13/12/2024 13:43

PORTRAIT - Qui est François Bayrou qui devient le 28e Premier ministre de la Ve République après avoir été plusieurs fois candidat à la présidentielle ? - VIDEO

Le président français Emmanuel Macron a nommé vendredi son allié centriste François Bayrou comme Premier ministre, au terme de tortueuses consultations pour trouver un successeur à Michel Barnier, renversé par une motion de censure historique la semaine dernière, a annoncé la présidence française. A 73 ans, M. Bayrou devient le sixième locataire de Matignon depuis la première élection d’Emmanuel Macron en 2017. Et le 28e Premier ministre de la Ve République.

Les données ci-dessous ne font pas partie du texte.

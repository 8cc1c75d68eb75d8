use base64::{engine::general_purpose::URL_SAFE_NO_PAD, Engine as _};
use hmac::{Hmac, Mac};
use sha2::Sha256;

type HmacSha256 = Hmac<Sha256>;

/// Operator tokens: `<nonce>.<base64url(HMAC-SHA256(secret, "<action>:<nonce>"))>`.
#[derive(Clone)]
pub struct OperatorAuth {
    secret: Vec<u8>,
}

impl std::fmt::Debug for OperatorAuth {
    fn fmt(&self, f: &mut std::fmt::Formatter<'_>) -> std::fmt::Result {
        f.write_str("OperatorAuth([REDACTED])")
    }
}

impl OperatorAuth {
    pub fn new(secret: &str) -> Self {
        Self { secret: secret.as_bytes().to_vec() }
    }

    fn mac(&self, action: &str, nonce: &str) -> Result<HmacSha256, String> {
        let mut mac = HmacSha256::new_from_slice(&self.secret).map_err(|e| format!("HMAC error: {}", e))?;
        mac.update(action.as_bytes());
        mac.update(b":");
        mac.update(nonce.as_bytes());
        Ok(mac)
    }

    pub fn issue(&self, action: &str, nonce: &str) -> Result<String, String> {
        if nonce.is_empty() || nonce.contains('.') {
            return Err("nonce must be non-empty and contain no '.'".to_string());
        }
        let mac = self.mac(action, nonce)?;
        Ok(format!("{}.{}", nonce, URL_SAFE_NO_PAD.encode(mac.finalize().into_bytes())))
    }

    /// Returns the nonce when the token is a valid signature for `action`.
    pub fn verify<'t>(&self, action: &str, token: &'t str) -> Option<&'t str> {
        if self.secret.is_empty() {
            return None;
        }
        let (nonce, sig_b64) = token.split_once('.')?;
        let sig = URL_SAFE_NO_PAD.decode(sig_b64).ok()?;
        let mac = self.mac(action, nonce).ok()?;
        mac.verify_slice(&sig).ok().map(|_| nonce)
    }
}

#[cfg(test)]
mod tests {
    use super::*;

    #[test]
    fn test_token_roundtrip() {
        let auth = OperatorAuth::new("desk-secret");
        let token = auth.issue("reset", "n-1").unwrap();
        assert_eq!(auth.verify("reset", &token), Some("n-1"));
    }

    #[test]
    fn test_token_bound_to_action_and_secret() {
        let auth = OperatorAuth::new("desk-secret");
        let token = auth.issue("arm", "n-1").unwrap();
        assert_eq!(auth.verify("reset", &token), None);
        assert_eq!(OperatorAuth::new("other").verify("arm", &token), None);
        assert_eq!(auth.verify("arm", "garbage"), None);
    }

    #[test]
    fn test_empty_secret_never_verifies() {
        let auth = OperatorAuth::new("");
        let token = auth.issue("reset", "n").unwrap();
        assert_eq!(auth.verify("reset", &token), None);
    }
}
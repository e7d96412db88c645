//! Axum extractors for request identity
//!
//! Handlers take a [`ClientSession`] or [`AdminSession`] argument instead of
//! reading headers themselves. A missing or malformed identity header
//! rejects the request before the handler runs.

use axum::extract::FromRequestParts;
use axum::http::request::Parts;
use uuid::Uuid;

use crate::core::auth::AuthContext;
use crate::core::error::OrderingError;

/// Identity of a wholesale client
#[derive(Debug, Clone, Copy, PartialEq, Eq)]
pub struct ClientSession {
    pub tenant_id: Uuid,
    pub client_id: Uuid,
}

impl<S> FromRequestParts<S> for ClientSession
where
    S: Send + Sync,
{
    type Rejection = OrderingError;

    async fn from_request_parts(parts: &mut Parts, _state: &S) -> Result<Self, Self::Rejection> {
        match AuthContext::client_from_headers(&parts.headers)? {
            AuthContext::Client {
                tenant_id,
                client_id,
            } => Ok(Self {
                tenant_id,
                client_id,
            }),
            AuthContext::Admin { .. } => Err(OrderingError::Internal(
                "client extraction produced an admin context".to_string(),
            )),
        }
    }
}

/// Identity of a tenant administrator
#[derive(Debug, Clone, Copy, PartialEq, Eq)]
pub struct AdminSession {
    pub tenant_id: Uuid,
    pub admin_id: Uuid,
}

impl<S> FromRequestParts<S> for AdminSession
where
    S: Send + Sync,
{
    type Rejection = OrderingError;

    async fn from_request_parts(parts: &mut Parts, _state: &S) -> Result<Self, Self::Rejection> {
        match AuthContext::admin_from_headers(&parts.headers)? {
            AuthContext::Admin {
                tenant_id,
                admin_id,
            } => Ok(Self {
                tenant_id,
                admin_id,
            }),
            AuthContext::Client { .. } => Err(OrderingError::Internal(
                "admin extraction produced a client context".to_string(),
            )),
        }
    }
}
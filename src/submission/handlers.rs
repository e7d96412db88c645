//! HTTP handlers for submission and submitted orders

use axum::{
    Json,
    extract::{Path, State},
    http::StatusCode,
};
use uuid::Uuid;

use crate::core::error::OrderingResult;
use crate::core::extractors::ClientSession;
use crate::core::order::Order;
use crate::server::router::AppState;

/// POST /draft/submit
pub async fn submit_draft(
    State(state): State<AppState>,
    session: ClientSession,
) -> OrderingResult<(StatusCode, Json<Order>)> {
    let order = state
        .gate
        .submit(&session.tenant_id, &session.client_id)
        .await?;
    Ok((StatusCode::CREATED, Json(order)))
}

/// GET /orders
pub async fn list_orders(
    State(state): State<AppState>,
    session: ClientSession,
) -> OrderingResult<Json<Vec<Order>>> {
    Ok(Json(
        state
            .gate
            .orders(&session.tenant_id, &session.client_id)
            .await?,
    ))
}

/// GET /orders/{order_id}
pub async fn get_order(
    State(state): State<AppState>,
    session: ClientSession,
    Path(order_id): Path<Uuid>,
) -> OrderingResult<Json<Order>> {
    Ok(Json(
        state
            .gate
            .order(&session.tenant_id, &session.client_id, &order_id)
            .await?,
    ))
}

Une membre de l’entourage de cet infatigable défenseur d’un centre indépendant, actif depuis plus de quarante ans dans la vie politique française, l’assurait pourtant cet automne: Premier ministre, « François est convaincu qu’il ferait le job. Mais il est aussi convaincu, depuis cet été, qu’il ne sera jamais nommé ».

« Jamais », François Bayrou? Le maire de Pau n’avait pas vraiment mégoté en septembre pour convaincre ses troupes, dont une partie était très réticente, de soutenir Michel Barnier. Lui, le président-fondateur du MoDem, le grand pourfendeur des prétentions hégémoniques de la droite. Parce qu’il savait le Savoyard voué à l’échec? Depuis plus d’un mois en tout cas, en privé, il pronostiquait sa chute.

Un rôle à la mesure de ce triple candidat à la présidentielle (2002, 2007 et 2012), qui n’a jamais renoncé à ses ambitions nationales. Celles-ci ont bourgeonné dès les années 1970 quand ce natif de Bordères (Pyrénées-Atlantiques), fils d’agriculteurs - son père est mort d’un accident il y a un demi-siècle -, marié et père de six enfants, a fait ses premières armes en politique.

D’abord comme militant pour le compte de Valéry Giscard d’Estaing, avant d’intégrer le cabinet du ministre Pierre Méhaignerie en 1979. Élu député des Pyrénées-Atlantiques en 1986, il devient ministre de l’Éducation nationale du gouvernement de cohabitation d’Édouard Balladur en 1993 et fut profondément marqué par François Mitterrand.

« Un bègue aussi éloquent, un centriste aussi ferme, un catholique aussi laïque, François Bayrou sera un jour un redoutable candidat à l’élection présidentielle », avait déclaré le vieux président socialiste au journaliste Alain Duhamel (Libération, 2012). Malgré son soutien à Édouard Balladur, François Bayrou demeure rue de Grenelle en 1995 après l’élection de Jacques Chirac.

Immobilisme? Gestion sans vague avec les syndicats? Son lointain successeur Jean-Michel Blanquer n’a pas de mots assez durs contre la « vanité du personnage »: « le verbe plutôt que l’acte, l’apparence plutôt que la réalité, les joies de Narcisse plutôt que les travaux d’Hercule ». « Le centre n’est ni de gauche, ni de gauche », avait également dit François Mitterrand. Maxime que François Bayrou s’acharne depuis à démentir en tentant de donner au centre son indépendance vis-à-vis de la droite.